1. 通过采集不同时节（春季和秋季）土壤样本，分析不同类型茶园土壤肥力特性发现：春季枇杷-茶树间作茶园土壤pH值最低，秋季柑橘-茶树间作茶园土壤pH值最低，间作茶园土壤的pH值可能与所间作茶树的果树成熟期有关。果茶间作后，土壤养分含量得到了改善，春季间作茶园土壤铵态氮、全碳、全氮含量均显著高于单作茶园，除板栗-茶树间作茶园外，间作茶园土壤的全磷、速效磷含量均显著增高；秋季间作茶园土壤铵态氮含量均显著高于单作茶园，除板栗-茶树间作茶园外，间作茶园土壤的全磷、速效磷含量均显著提高。间作茶园土壤胞外酶活性在春、秋两季也得到不同程度的改善，春季枇杷-茶树间作茶园碳、氮、磷循环相关胞外酶活性均显著高于其它茶园，秋季柑橘-茶树间作茶园碳、氮、磷循环相关胞外酶活性均显著高于其它茶园，间作果树落果可能提高了土壤胞外酶活性。通过主成分分析发现，枇杷-茶树间作茶园土壤肥力最佳，柑橘-茶树间作茶园次之。

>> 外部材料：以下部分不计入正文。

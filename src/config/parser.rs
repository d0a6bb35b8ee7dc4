use crate::config::types::Config;
use crate::config::validation::validate;
use crate::ConfigError;
use sha2::{Digest, Sha256};
use std::path::Path;

/// Loads and parses a configuration file from the given path
///
/// # Arguments
///
/// * `path` - Path to the TOML configuration file
///
/// # Returns
///
/// * `Ok(Config)` - Successfully loaded and validated configuration
/// * `Err(ConfigError)` - Failed to load, parse, or validate the configuration
pub fn load_config(path: &Path) -> Result<Config, ConfigError> {
    let content = std::fs::read_to_string(path)?;

    let config: Config = toml::from_str(&content)?;

    validate(&config)?;

    Ok(config)
}

/// Computes a SHA-256 hash of the configuration file content
///
/// Logged at start-up so two runs can be matched to the exact settings they used.
pub fn compute_config_hash(path: &Path) -> Result<String, ConfigError> {
    let content = std::fs::read_to_string(path)?;
    let mut hasher = Sha256::new();
    hasher.update(content.as_bytes());
    let result = hasher.finalize();
    Ok(hex::encode(result))
}

/// Loads a configuration and returns both the config and its hash
pub fn load_config_with_hash(path: &Path) -> Result<(Config, String), ConfigError> {
    let config = load_config(path)?;
    let hash = compute_config_hash(path)?;
    Ok((config, hash))
}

2. 通过采集不同时节（春季和秋季）土壤样本，分析不同类型茶园土壤的团聚体分布特征及各粒级团聚体速效养分含量、胞外酶活性特征，发现果茶间作均改善了土壤团聚体分布特征，提高了土壤的稳定性，其中，枇杷、杨梅与茶树间作对茶园土壤结构的改善最为明显。同时，速效养分含量在各团聚体中分布存在一定规律性，如铵态氮、速效磷均在小团聚体中含量最高。此外，除秋季板栗-茶树间作茶园＜0.25 mm团聚体中碳循环相关酶活性较单作茶园没有显著差异外，果茶间作后，土壤中碳、氮、磷循环相关胞外酶的活性均在＜0.25 mm团聚体中高于单作茶园。
3. 通过采集不同时节（春季和秋季）茶叶样本，分析不同类型茶园的茶叶内含物质特征，发现果茶间作后能够增加春、秋季绿茶的适制性。果茶间作后，春季茶叶氨基酸含量均显著增高，儿茶素含量、酚氨比均显著降低，除杨梅-茶树间作茶园茶多酚含量提升外，其它三种间作茶园茶多酚含量均显著降低；秋季间作茶园茶叶基酸含量增加，酚氨比值降低。

  本论文研究结果表明，果茶间作可以不同程度的改善土壤物理、化学和生物学特征，提高茶叶的品质成分，促进茶园的可持续发展。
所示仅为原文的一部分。